What are Target Validation and Target Assessment?

Target validation can be understood in numerous ways depending on the context, but usually describes the experimental confirmation that a target molecule is demonstrably disease relevant and plays a causal role in disease initiation or prolongation.
For applied and commercial biomedical projects, additional aspects become critical, like the target-related safety profile, the molecular druggability, biomarker research, assayability, legal and intellectual property (IP) state as well as the unmet medical need, and the commercial potential. These considerations altogether are defined as target assessment in the context of the GOT-IT recommendations.

Why do I need to perform target assessment?

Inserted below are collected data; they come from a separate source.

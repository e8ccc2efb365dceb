use super::stats::{percentage, Tally};
use crate::config::AnalysisSettings;
use crate::domain::{GamePhase, ParsedGame};

#[derive(Debug, Clone, Default, PartialEq)]
pub struct PhaseStats {
    pub games: u32,
    pub wins: u32,
    pub losses: u32,
    pub win_rate: f64,
    pub loss_rate: f64,
}

#[derive(Debug, Clone, Default, PartialEq)]
pub struct PhaseMetrics {
    pub opening: PhaseStats,
    pub middlegame: PhaseStats,
    pub endgame: PhaseStats,
    pub reached_middlegame: u32,
    pub reached_endgame: u32,
    pub middlegame_reach_rate: f64,
    pub endgame_reach_rate: f64,
}

impl PhaseMetrics {
    /// Stats of games that ended in `phase`.
    pub fn ended_in(&self, phase: GamePhase) -> &PhaseStats {
        match phase {
            GamePhase::Opening => &self.opening,
            GamePhase::Middlegame => &self.middlegame,
            GamePhase::Endgame => &self.endgame,
        }
    }
}

pub fn calculate(games: &[ParsedGame], settings: &AnalysisSettings) -> PhaseMetrics {
    let total = games.len() as u32;
    let reached_middlegame = count(games, |g| g.total_moves > settings.opening_phase_end);
    let reached_endgame = count(games, |g| g.total_moves > settings.middlegame_phase_end);

    PhaseMetrics {
        opening: phase_stats(games, GamePhase::Opening),
        middlegame: phase_stats(games, GamePhase::Middlegame),
        endgame: phase_stats(games, GamePhase::Endgame),
        reached_middlegame,
        reached_endgame,
        middlegame_reach_rate: percentage(reached_middlegame, total),
        endgame_reach_rate: percentage(reached_endgame, total),
    }
}

fn phase_stats(games: &[ParsedGame], phase: GamePhase) -> PhaseStats {
    let tally = Tally::of(games.iter().filter(|g| g.end_phase == phase));

    PhaseStats {
        games: tally.games,
        wins: tally.wins,
        losses: tally.losses,
        win_rate: tally.win_rate(),
        loss_rate: tally.loss_rate(),
    }
}

fn count(games: &[ParsedGame], pred: impl Fn(&ParsedGame) -> bool) -> u32 {
    games.iter().filter(|g| pred(g)).count() as u32
}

The average likelihood of approval from Phase I across all therapeutic areas is reported to be less than 10%. [1] In many cases, clinical failures can be linked to insufficient validation of the selected target. [2] Robust target assessment is crucial to drug discovery and target assessment deserves strong emphasis in order to facilitate the development of new therapies. Doing this adequately increases chances for successful co-operation with industry or receiving additional funding.

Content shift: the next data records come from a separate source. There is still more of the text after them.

use std::collections::BTreeMap;

use super::stats::{mean, percentage, Tally};
use crate::domain::{Color, ParsedGame, ResultType, Termination};

#[derive(Debug, Clone, Default, PartialEq)]
pub struct BasicStats {
    pub total_games: u32,
    pub wins: u32,
    pub losses: u32,
    pub draws: u32,
    pub win_rate: f64,
    pub avg_player_rating: f64,
    pub avg_opponent_rating: f64,
}

#[derive(Debug, Clone, Default, PartialEq)]
pub struct ColorStats {
    pub games: u32,
    pub wins: u32,
    pub losses: u32,
    pub win_rate: f64,
    pub avg_moves: f64,
}

#[derive(Debug, Clone, Default, PartialEq)]
pub struct ColorPerformance {
    pub white: ColorStats,
    pub black: ColorStats,
}

impl ColorPerformance {
    pub fn get(&self, color: Color) -> &ColorStats {
        match color {
            Color::White => &self.white,
            Color::Black => &self.black,
        }
    }
}

#[derive(Debug, Clone, Default, PartialEq)]
pub struct TimeControlStats {
    pub time_class: String,
    pub tally: Tally,
    pub avg_moves: f64,
    pub avg_opponent_rating: f64,
    pub win_rate: f64,
    pub checkmate_pct: f64,
    pub resignation_pct: f64,
    pub time_loss_pct: f64,
}

pub fn basic_stats(games: &[ParsedGame]) -> BasicStats {
    let tally = Tally::of(games);

    BasicStats {
        total_games: tally.games,
        wins: tally.wins,
        losses: tally.losses,
        draws: tally.draws,
        win_rate: tally.win_rate(),
        avg_player_rating: mean(&ratings(games, |g| g.player_rating)),
        avg_opponent_rating: mean(&ratings(games, |g| g.opponent_rating)),
    }
}

pub fn color_performance(games: &[ParsedGame]) -> ColorPerformance {
    ColorPerformance {
        white: color_stats(games, Color::White),
        black: color_stats(games, Color::Black),
    }
}

/// One entry per time class, most played first.
pub fn time_control_stats(games: &[ParsedGame]) -> Vec<TimeControlStats> {
    let mut groups: BTreeMap<&str, Vec<&ParsedGame>> = BTreeMap::new();
    for game in games {
        groups.entry(game.time_control.as_str()).or_default().push(game);
    }

    let mut stats: Vec<TimeControlStats> = groups
        .into_iter()
        .map(|(time_class, group)| summarize_time_control(time_class, &group))
        .collect();

    stats.sort_by(|a, b| b.tally.games.cmp(&a.tally.games));
    stats
}

// --- Helper Methods ---

fn color_stats(games: &[ParsedGame], color: Color) -> ColorStats {
    let subset: Vec<&ParsedGame> = games.iter().filter(|g| g.color == color).collect();
    let tally = Tally::of(subset.iter().copied());
    let moves: Vec<f64> = subset.iter().map(|g| g.total_moves as f64).collect();

    ColorStats {
        games: tally.games,
        wins: tally.wins,
        losses: tally.losses,
        win_rate: tally.win_rate(),
        avg_moves: mean(&moves),
    }
}

fn summarize_time_control(time_class: &str, group: &[&ParsedGame]) -> TimeControlStats {
    let tally = Tally::of(group.iter().copied());
    let ended_by = |termination: Termination| {
        group.iter().filter(|g| g.termination == termination).count() as u32
    };

    let checkmates = ended_by(Termination::Checkmate);
    let resignations = ended_by(Termination::Resignation);
    let time_losses = group
        .iter()
        .filter(|g| g.result_type == ResultType::Loss && g.termination == Termination::Time)
        .count() as u32;

    let moves: Vec<f64> = group.iter().map(|g| g.total_moves as f64).collect();
    let opponents: Vec<f64> = group.iter().map(|g| g.opponent_rating as f64).collect();

    TimeControlStats {
        time_class: time_class.to_string(),
        tally,
        avg_moves: mean(&moves),
        avg_opponent_rating: mean(&opponents),
        win_rate: tally.win_rate(),
        checkmate_pct: percentage(checkmates, tally.games),
        resignation_pct: percentage(resignations, tally.games),
        time_loss_pct: percentage(time_losses, tally.games),
    }
}

fn ratings(games: &[ParsedGame], rating: impl Fn(&ParsedGame) -> i32) -> Vec<f64> {
    games.iter().map(|g| rating(g) as f64).collect()
}

#[cfg(test)]
mod tests {
    use super::*;
    use crate::domain::fixtures::GameBuilder;

    #[test]
    fn test_basic_stats_counts_and_averages() {
        let games = vec![
            GameBuilder::new(1).win().ratings(800, 700).build(),
            GameBuilder::new(2).loss().ratings(810, 900).build(),
            GameBuilder::new(3).draw().ratings(820, 800).build(),
            GameBuilder::new(4).win().ratings(830, 600).build(),
        ];

        let stats = basic_stats(&games);
        assert_eq!(stats.total_games, 4);
        assert_eq!((stats.wins, stats.losses, stats.draws), (2, 1, 1));
        assert_eq!(stats.win_rate, 50.0);
        assert_eq!(stats.avg_player_rating, 815.0);
        assert_eq!(stats.avg_opponent_rating, 750.0);
    }

    #[test]
    fn test_basic_stats_empty() {
        let stats = basic_stats(&[]);
        assert_eq!(stats.total_games, 0);
        assert_eq!(stats.win_rate, 0.0);
        assert_eq!(stats.avg_player_rating, 0.0);
    }

    #[test]
    fn test_color_performance_splits_by_side() {
        let games = vec![
            GameBuilder::new(1).win().total_moves(20).build(),
            GameBuilder::new(2).loss().total_moves(40).build(),
            GameBuilder::new(3).black().win().total_moves(30).build(),
        ];

        let colors = color_performance(&games);
        assert_eq!(colors.white.games, 2);
        assert_eq!(colors.white.win_rate, 50.0);
        assert_eq!(colors.white.avg_moves, 30.0);
        assert_eq!(colors.get(Color::Black).win_rate, 100.0);
    }

    #[test]
    fn test_time_controls_sorted_by_volume() {
        let games = vec![
            GameBuilder::new(1).time_control("blitz").loss().termination(Termination::Time).build(),
            GameBuilder::new(2).time_control("blitz").win().termination(Termination::Time).build(),
            GameBuilder::new(3).time_control("blitz").win().termination(Termination::Checkmate).build(),
            GameBuilder::new(4).time_control("rapid").win().build(),
        ];

        let stats = time_control_stats(&games);
        assert_eq!(stats[0].time_class, "blitz");
        assert_eq!(stats[0].tally.games, 3);
        assert_eq!(stats[0].checkmate_pct, percentage(1, 3));
        // Only the loss on time counts as a time loss
        assert_eq!(stats[0].time_loss_pct, percentage(1, 3));
        assert_eq!(stats[1].time_class, "rapid");
    }
}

[1] Hay M, et al., Rosenthal J. Clinical development success rates for investigational drugs. Nature Biotechnology (2014)
Drug discovery and development PMID: 24406927

[2] Bunnage ME. Getting pharmaceutical R&D back on target. Nature Chemical Biology (2011)
Target identification and validation & Drug discovery and development PMID: 21587251

Who can help me perform proper target assessment?

The GOT-IT (Guidelines on Target Assessment for Innovative Therapeutics) team developed a fit-for-purpose, flexible set of guidelines on robust target assessment suitable for implementation in an academic setting.

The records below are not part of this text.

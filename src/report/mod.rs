//! Plain-text rendering of metrics and insights.

mod baselines;
mod sections;

pub use baselines::{quote_for, ReferenceBaselines, QUOTES};

use chrono::{DateTime, Utc};

use crate::config::ReportSettings;
use crate::domain::PlayerProfile;
use crate::insights::Insights;
use crate::metrics::Metrics;

/// Everything the report needs besides the numbers themselves.
#[derive(Debug, Clone)]
pub struct ReportContext {
    pub profile: PlayerProfile,
    pub generated_at: DateTime<Utc>,
    /// Lookback window of the analysis; 0 means every available archive.
    pub days: u32,
    pub settings: ReportSettings,
}

impl ReportContext {
    pub fn new(profile: PlayerProfile, generated_at: DateTime<Utc>, days: u32, settings: ReportSettings) -> Self {
        Self {
            profile,
            generated_at,
            days,
            settings,
        }
    }
}

#[derive(Debug, Clone, Default)]
pub struct ReportFormatter {
    baselines: ReferenceBaselines,
}

impl ReportFormatter {
    pub fn new() -> Self {
        Self::default()
    }

    pub fn with_baselines(baselines: ReferenceBaselines) -> Self {
        Self { baselines }
    }

    pub fn format(&self, metrics: &Metrics, insights: &Insights, context: &ReportContext) -> String {
        let mut out = ReportWriter::new(&context.settings);

        sections::header(&mut out, context);
        sections::performance_overview(&mut out, metrics, insights, context);
        sections::rating_trend(&mut out, metrics);
        sections::priorities(&mut out, insights);
        sections::time_controls(&mut out, metrics);
        sections::color_performance(&mut out, metrics);
        sections::openings(&mut out, metrics);
        sections::game_phases(&mut out, metrics, &self.baselines);
        sections::opponents(&mut out, metrics, context);
        sections::clock_management(&mut out, metrics);
        sections::piece_exchanges(&mut out, metrics, &self.baselines);
        sections::tactical_patterns(&mut out, metrics, &self.baselines);
        sections::performance_trends(&mut out, metrics);
        sections::psychology(&mut out, metrics);
        sections::strengths(&mut out, insights);
        sections::recommendations(&mut out, insights);
        sections::projections(&mut out, insights);
        sections::footer(&mut out, metrics, context);

        out.finish()
    }
}

/// Line buffer that knows the report width and rule characters.
pub(crate) struct ReportWriter<'a> {
    settings: &'a ReportSettings,
    lines: Vec<String>,
}

impl<'a> ReportWriter<'a> {
    fn new(settings: &'a ReportSettings) -> Self {
        Self {
            settings,
            lines: Vec::new(),
        }
    }

    pub(crate) fn line(&mut self, text: impl Into<String>) {
        self.lines.push(text.into());
    }

    pub(crate) fn blank(&mut self) {
        self.lines.push(String::new());
    }

    pub(crate) fn centered(&mut self, text: &str) {
        let width = self.settings.width;
        let padded = format!("{:^width$}", text);
        self.lines.push(padded.trim_end().to_string());
    }

    pub(crate) fn border(&mut self) {
        self.lines.push(self.rule(self.settings.border));
    }

    pub(crate) fn separator(&mut self) {
        self.lines.push(self.rule(self.settings.separator));
    }

    pub(crate) fn heading(&mut self, title: &str) {
        self.line(title);
        self.separator();
    }

    fn rule(&self, ch: char) -> String {
        std::iter::repeat_n(ch, self.settings.width).collect()
    }

    fn finish(self) -> String {
        let mut report = self.lines.join("\n");
        report.push('\n');
        report
    }
}

#[cfg(test)]
mod tests {
    use super::*;
    use crate::config::AnalysisSettings;
    use crate::domain::fixtures::{utc, GameBuilder};
    use crate::domain::{ParsedGame, RatingSnapshot, Termination};
    use crate::insights::{InsightGenerator, RuleBasedInsights};
    use crate::metrics::calculate_all;

    fn context(games: &[ParsedGame]) -> ReportContext {
        let rating = games.last().map(|g| g.player_rating).unwrap_or(800);
        ReportContext::new(
            PlayerProfile::new("hikaru", RatingSnapshot { rating }),
            utc(2024, 2, 1, 12),
            30,
            ReportSettings::default(),
        )
    }

    fn render(games: &[ParsedGame]) -> String {
        let metrics = calculate_all(games, &AnalysisSettings::default());
        let ctx = context(games);
        let insights = RuleBasedInsights::new().generate(&metrics, &ctx.profile);
        ReportFormatter::new().format(&metrics, &insights, &ctx)
    }

    fn sample_games() -> Vec<ParsedGame> {
        (0..12)
            .map(|i| {
                let builder = GameBuilder::new(i).ratings(800 + i as i32, 790).clock(45.0, 0);
                let builder = match i % 3 {
                    0 => builder.loss().termination(Termination::Time),
                    1 => builder.win().termination(Termination::Checkmate),
                    _ => builder.black().win(),
                };
                builder.build()
            })
            .collect()
    }

    #[test]
    fn test_sections_appear_in_order() {
        let report = render(&sample_games());

        let headings = [
            "CHESS PERFORMANCE ANALYSIS REPORT",
            "PERFORMANCE OVERVIEW",
            "RATING TREND",
            "TOP 3 PRIORITIES FOR IMPROVEMENT",
            "TIME CONTROL BREAKDOWN",
            "COLOR PERFORMANCE ANALYSIS",
            "OPENING REPERTOIRE HEALTH CHECK",
            "GAME PHASE BREAKDOWN",
            "OPPONENT ANALYSIS",
            "CLOCK MANAGEMENT ANALYSIS",
            "PIECE EXCHANGE PATTERNS",
            "TACTICAL PATTERN DETECTION",
            "PERFORMANCE TRENDS",
            "PSYCHOLOGICAL PATTERNS",
            "YOUR HIDDEN STRENGTHS",
            "RECOMMENDATIONS",
            "PROJECTED OUTCOMES",
            "Next Analysis: 2024-03-02",
        ];

        let mut cursor = 0;
        for heading in headings {
            let found = report[cursor..]
                .find(heading)
                .unwrap_or_else(|| panic!("missing or out of order: {heading}"));
            cursor += found + heading.len();
        }
    }

    #[test]
    fn test_header_is_centered_and_ruled() {
        let report = render(&sample_games());
        let lines: Vec<&str> = report.lines().collect();

        assert_eq!(lines[0], "=".repeat(80));
        let title = "CHESS PERFORMANCE ANALYSIS REPORT";
        let left = (80 - title.len()) / 2;
        assert_eq!(lines[1], format!("{}{}", " ".repeat(left), title));
        assert!(lines[2].trim() == "Player: hikaru");
        assert!(lines[3].contains("Generated: 2024-02-01 12:00"));
    }

    #[test]
    fn test_overview_record_line() {
        let report = render(&sample_games());
        assert!(report.contains("Games Analyzed: 12 (last 30 days)"));
        assert!(report.contains("Overall Record: 8W - 4L - 0D (66.7% win rate)"));
    }

    #[test]
    fn test_reference_values_are_labeled() {
        let report = render(&sample_games());
        assert!(report.contains("reference values"));
        assert!(report.contains("45%"));
    }

    #[test]
    fn test_missing_values_show_na() {
        let games = vec![GameBuilder::new(1).win().build()];
        let report = render(&games);

        assert!(report.contains("Best Hour: n/a"));
        assert!(report.contains("Best Session: n/a"));
        assert!(report.contains("No clock data available"));
    }

    #[test]
    fn test_quote_is_deterministic() {
        let games = sample_games();
        assert_eq!(render(&games), render(&games));
        assert!(render(&games).contains(quote_for(12)));
    }

    #[test]
    fn test_time_control_rows_for_every_class() {
        let games = vec![
            GameBuilder::new(1).time_control("bullet").win().build(),
            GameBuilder::new(2).time_control("blitz").loss().build(),
            GameBuilder::new(3).time_control("daily").win().build(),
        ];
        let report = render(&games);

        for class in ["bullet", "blitz", "daily"] {
            assert!(report.lines().any(|l| l.starts_with(class)), "no row for {class}");
        }
    }

    #[test]
    fn test_custom_width() {
        let games = sample_games();
        let metrics = calculate_all(&games, &AnalysisSettings::default());
        let mut ctx = context(&games);
        ctx.settings.width = 40;
        let insights = RuleBasedInsights::new().generate(&metrics, &ctx.profile);

        let report = ReportFormatter::new().format(&metrics, &insights, &ctx);
        assert!(report.starts_with(&format!("{}\n", "=".repeat(40))));
    }
}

Please see the information table for further information.

How do I use the GOT-IT guidelines?

What is my project goal/destination?

Several destinations can be reached within a target assessment project. While all theoretically possible stages in such a project may not be required, specifying your final goal will help define which of the recommended steps are needed (and how to answer the sets of Critical Path Questions).

Cool! Where do I find potential examples for TaV journey goals and destinations?

You can select any of the destinations of the tracks. Along your journey, information and examples are offered, depending on which destination you select.

Have a safe journey and proceed to the ticket inspector.

Why is target assessment so challenging?

The target assessment process consists of many different stages, such as establishing a) the link between target and disease b) druggability of the target c) safety issues of the target d) sufficient level of project innovation. Frequently, problems arise during the course of the project and you may have to take detours to stay on track. For examples and case studies, please proceed to the ticket counter to book a target assessment journey.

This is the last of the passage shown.